Biron interrupted, "Hasn't he ever told you this before?"
Artemisia said, "No."
And Gillbret added, "I've never told anyone till now. I was taken to a hospital, as I said. I passed research laboratories in that hospital that must have been better than anything we have on Rhodia. On the way to the hospital I passed factories in which some sort of metalwork was going on. The ships that had captured me were certainly like none I've ever heard about.
"It was all so apparent to me at the time that I have never questioned it in the years since. I think of it as my 'rebellion world,' and I know that someday swarms of ships will leave it to attack the Tyranni, and that the subject worlds will be called upon to rally round the rebel leaders. From year to year I've waited for it to happen. Each new year I've thought to myself: This may be the one. And, each time, I half hoped it wouldn't be, because I was longing to get away first, to join them so that I might be part of the great attack. I didn't want them to start without me."

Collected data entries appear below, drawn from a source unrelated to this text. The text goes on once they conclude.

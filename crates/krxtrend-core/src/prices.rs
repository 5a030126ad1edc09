//! Per-security daily price history feed.

use serde::Deserialize;

use crate::domain::{PricePoint, PriceSeries, StockCode, TradeDate};
use crate::error::AnalysisError;
use crate::http::{self, HttpClient};
use crate::locations::DataLocations;

/// Raw price-feed row. Extra feed columns (open/high/low/volume/change) are
/// ignored; the checklist only consumes closes.
#[derive(Debug, Deserialize)]
struct PriceRow {
    #[serde(rename = "Date")]
    date: String,
    #[serde(rename = "Close")]
    close: f64,
}

/// Fetch one security's daily history as of `date`.
///
/// A straight tabular fetch: the document either exists and parses into a
/// typed series, or the query fails. No transformation beyond typed parsing.
pub async fn fetch_prices(
    client: &dyn HttpClient,
    locations: &DataLocations,
    date: TradeDate,
    code: &StockCode,
    name: &str,
) -> Result<PriceSeries, AnalysisError> {
    let url = locations.price_document(date, code, name);
    let body = http::fetch_text(client, url).await?;
    parse_prices(&body, code)
}

/// Parse the price CSV into an ordered series.
pub fn parse_prices(text: &str, code: &StockCode) -> Result<PriceSeries, AnalysisError> {
    let mut reader = csv::Reader::from_reader(text.as_bytes());
    let mut points = Vec::new();

    for row in reader.deserialize::<PriceRow>() {
        let row = row.map_err(|e| AnalysisError::Malformed {
            what: "price history",
            detail: e.to_string(),
        })?;

        points.push(PricePoint {
            date: TradeDate::parse(&row.date)?,
            close: row.close,
        });
    }

    Ok(PriceSeries::new(code.clone(), points)?)
}

#[cfg(test)]
mod tests {
    use super::*;

    fn code() -> StockCode {
        StockCode::parse("005930").expect("valid code")
    }

    #[test]
    fn parses_dates_and_closes_ignoring_other_columns() {
        let csv = "\
Date,Open,High,Low,Close,Volume,Change\n\
2025-07-17,70000,71500,69800,71000,1234567,0.01\n\
2025-07-18,71000,72000,70500,71800,2345678,0.011\n";

        let series = parse_prices(csv, &code()).expect("prices should parse");
        assert_eq!(series.len(), 2);
        assert_eq!(series.closes(), vec![71000.0, 71800.0]);
        assert_eq!(
            series.last().expect("non-empty").date.format(),
            "2025-07-18"
        );
    }

    #[test]
    fn malformed_close_cell_is_an_error() {
        let csv = "Date,Close\n2025-07-18,notanumber\n";
        let err = parse_prices(csv, &code()).expect_err("must fail");
        assert!(matches!(
            err,
            AnalysisError::Malformed {
                what: "price history",
                ..
            }
        ));
    }

    #[test]
    fn out_of_order_feed_is_rejected() {
        let csv = "Date,Close\n2025-07-18,100\n2025-07-17,99\n";
        let err = parse_prices(csv, &code()).expect_err("must fail");
        assert!(matches!(err, AnalysisError::Validation(_)));
    }
}
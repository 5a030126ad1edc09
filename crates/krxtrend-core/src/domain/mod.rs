//! Canonical domain types for the trend-template pipeline.
//!
//! All types validate their invariants at construction and are immutable
//! afterwards.
//!
//! | Type | Description |
//! |------|-------------|
//! | [`StockCode`] | Validated six-digit KRX issue code |
//! | [`TradeDate`] | Calendar date in the feeds' `YYYY-MM-DD` shape |
//! | [`Listing`], [`ListingTable`] | The immutable code/name reference table |
//! | [`PricePoint`], [`PriceSeries`] | Ordered daily close history |
//! | [`ChecklistItem`], [`ChecklistResult`] | The evaluated eight-point checklist |

mod checklist;
mod code;
mod date;
mod listing;
mod price;

pub use checklist::{ChecklistItem, ChecklistResult, CHECKLIST_LEN};
pub use code::StockCode;
pub use date::TradeDate;
pub use listing::{Listing, ListingTable};
pub use price::{PricePoint, PriceSeries};
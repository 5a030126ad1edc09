use std::fmt::{Display, Formatter};

use serde::{Deserialize, Serialize};

use crate::error::ValidationError;

const CODE_LEN: usize = 6;

/// Validated six-digit KRX issue code.
///
/// Shorter all-digit inputs are left-padded with zeros, so `"5930"` and
/// `"005930"` compare equal after parsing. Feed documents are normalized the
/// same way before comparison.
#[derive(Debug, Clone, PartialEq, Eq, PartialOrd, Ord, Hash, Serialize, Deserialize)]
#[serde(try_from = "String", into = "String")]
pub struct StockCode(String);

impl StockCode {
    pub fn parse(input: &str) -> Result<Self, ValidationError> {
        let trimmed = input.trim();
        if trimmed.is_empty() {
            return Err(ValidationError::EmptyCode);
        }

        if !trimmed.bytes().all(|b| b.is_ascii_digit()) {
            return Err(ValidationError::CodeNotNumeric {
                value: trimmed.to_owned(),
            });
        }

        if trimmed.len() > CODE_LEN {
            return Err(ValidationError::CodeTooLong {
                value: trimmed.to_owned(),
                max: CODE_LEN,
            });
        }

        Ok(Self(format!("{trimmed:0>width$}", width = CODE_LEN)))
    }

    pub fn as_str(&self) -> &str {
        &self.0
    }
}

impl Display for StockCode {
    fn fmt(&self, f: &mut Formatter<'_>) -> std::fmt::Result {
        f.write_str(self.as_str())
    }
}

impl TryFrom<String> for StockCode {
    type Error = ValidationError;

    fn try_from(value: String) -> Result<Self, Self::Error> {
        Self::parse(&value)
    }
}

impl TryFrom<&str> for StockCode {
    type Error = ValidationError;

    fn try_from(value: &str) -> Result<Self, Self::Error> {
        Self::parse(value)
    }
}

impl From<StockCode> for String {
    fn from(value: StockCode) -> Self {
        value.0
    }
}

He laughed shakily. "I suppose it would have amused most people to know what was going on in my mind. In my mind. Nobody thought much of me, you know."
Biron said, "All this happened over twenty years ago, and they haven't attacked? There's been no sign of them? No strange ships have been reported? No incidents? And you still think-"

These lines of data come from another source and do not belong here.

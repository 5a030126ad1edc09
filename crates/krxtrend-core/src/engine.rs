//! The eight-point trend-template checklist.

use crate::domain::{ChecklistItem, ChecklistResult, PriceSeries};
use crate::error::AnalysisError;

/// Moving-average windows, in trading days.
pub const MA_SHORT: usize = 50;
pub const MA_MID: usize = 150;
pub const MA_LONG: usize = 200;

/// Trailing points making up the 52-week window.
pub const WEEK52_WINDOW: usize = 252;

/// How far back (inclusive offset from the end) the long average is sampled
/// for the "rising over the last month" condition.
const PREV_OFFSET: usize = 21;

/// Minimum relative-strength rank for the final condition.
pub const RANK_THRESHOLD: f64 = 70.0;

/// Evaluate the checklist against an ordered price series and a rank score.
///
/// Condition order is fixed; report numbering depends on it. A condition
/// that compares against an average the history is too short to define
/// reads false rather than erroring; only an empty series is a hard
/// failure.
pub fn evaluate(series: &PriceSeries, rank: f64) -> Result<ChecklistResult, AnalysisError> {
    let closes = series.closes();
    let n = closes.len();

    let Some(latest) = series.last() else {
        return Err(AnalysisError::InsufficientHistory {
            len: 0,
            required: 1,
        });
    };
    let close = latest.close;

    let last = n - 1;
    let ma50 = trailing_mean(&closes, MA_SHORT, last);
    let ma150 = trailing_mean(&closes, MA_MID, last);
    let ma200 = trailing_mean(&closes, MA_LONG, last);

    // With fewer than PREV_OFFSET points the long average is reused as its
    // own reference and the rising check is vacuously true.
    let short_history = n < PREV_OFFSET;
    let prev200 = if short_history {
        ma200
    } else {
        trailing_mean(&closes, MA_LONG, n - PREV_OFFSET)
    };

    let week52 = &closes[n.saturating_sub(WEEK52_WINDOW)..];
    let min52 = week52.iter().copied().fold(f64::INFINITY, f64::min);
    let max52 = week52.iter().copied().fold(f64::NEG_INFINITY, f64::max);

    let items = vec![
        ChecklistItem::new(
            "Close above the 150-day and 200-day averages",
            gt(Some(close), ma150) && gt(Some(close), ma200),
        ),
        ChecklistItem::new(
            "150-day average above the 200-day average",
            gt(ma150, ma200),
        ),
        ChecklistItem::new(
            "200-day average rising over the last month",
            short_history || gt(ma200, prev200),
        ),
        ChecklistItem::new(
            "50-day average above the 150-day and 200-day averages",
            gt(ma50, ma150) && gt(ma50, ma200),
        ),
        ChecklistItem::new("Close above the 50-day average", gt(Some(close), ma50)),
        ChecklistItem::new(
            "Close at least 30% above the 52-week low",
            min52 > 0.0 && (close - min52) / min52 >= 0.30,
        ),
        ChecklistItem::new(
            "Close within 25% of the 52-week high",
            max52 > 0.0 && (max52 - close) / max52 <= 0.25,
        ),
        ChecklistItem::new("Relative-strength rank at 70 or higher", rank >= RANK_THRESHOLD),
    ];

    Ok(ChecklistResult {
        items,
        as_of: latest.date,
        rank,
    })
}

/// Trailing arithmetic mean over `window` points ending at `index`.
///
/// Undefined (no padding, no back-fill) until `window` points exist.
fn trailing_mean(closes: &[f64], window: usize, index: usize) -> Option<f64> {
    if index + 1 < window {
        return None;
    }
    let slice = &closes[index + 1 - window..=index];
    Some(slice.iter().sum::<f64>() / window as f64)
}

/// Strict greater-than where either side may be undefined.
fn gt(lhs: Option<f64>, rhs: Option<f64>) -> bool {
    matches!((lhs, rhs), (Some(l), Some(r)) if l > r)
}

Gillbret fired at him, "Yes, I do. Twenty years isn't too long to organize a rebellion against a planet that rules fifty systems. I was there just at the beginning of the rebellion. I know that too. Slowly, since then, they must have been honeycombing the planet with their underground preparations, developing newer ships and weapons, training more men, organizing the attack.
"It's only in the video thrillers that men spring to arms at a moment's notice; that a new weapon is needed one day, invented the next, mass-produced the third, and used the fourth. These things take time, Biron, and the men of the rebellion world must know they will have to be completely ready before beginning. They won't be able to strike twice.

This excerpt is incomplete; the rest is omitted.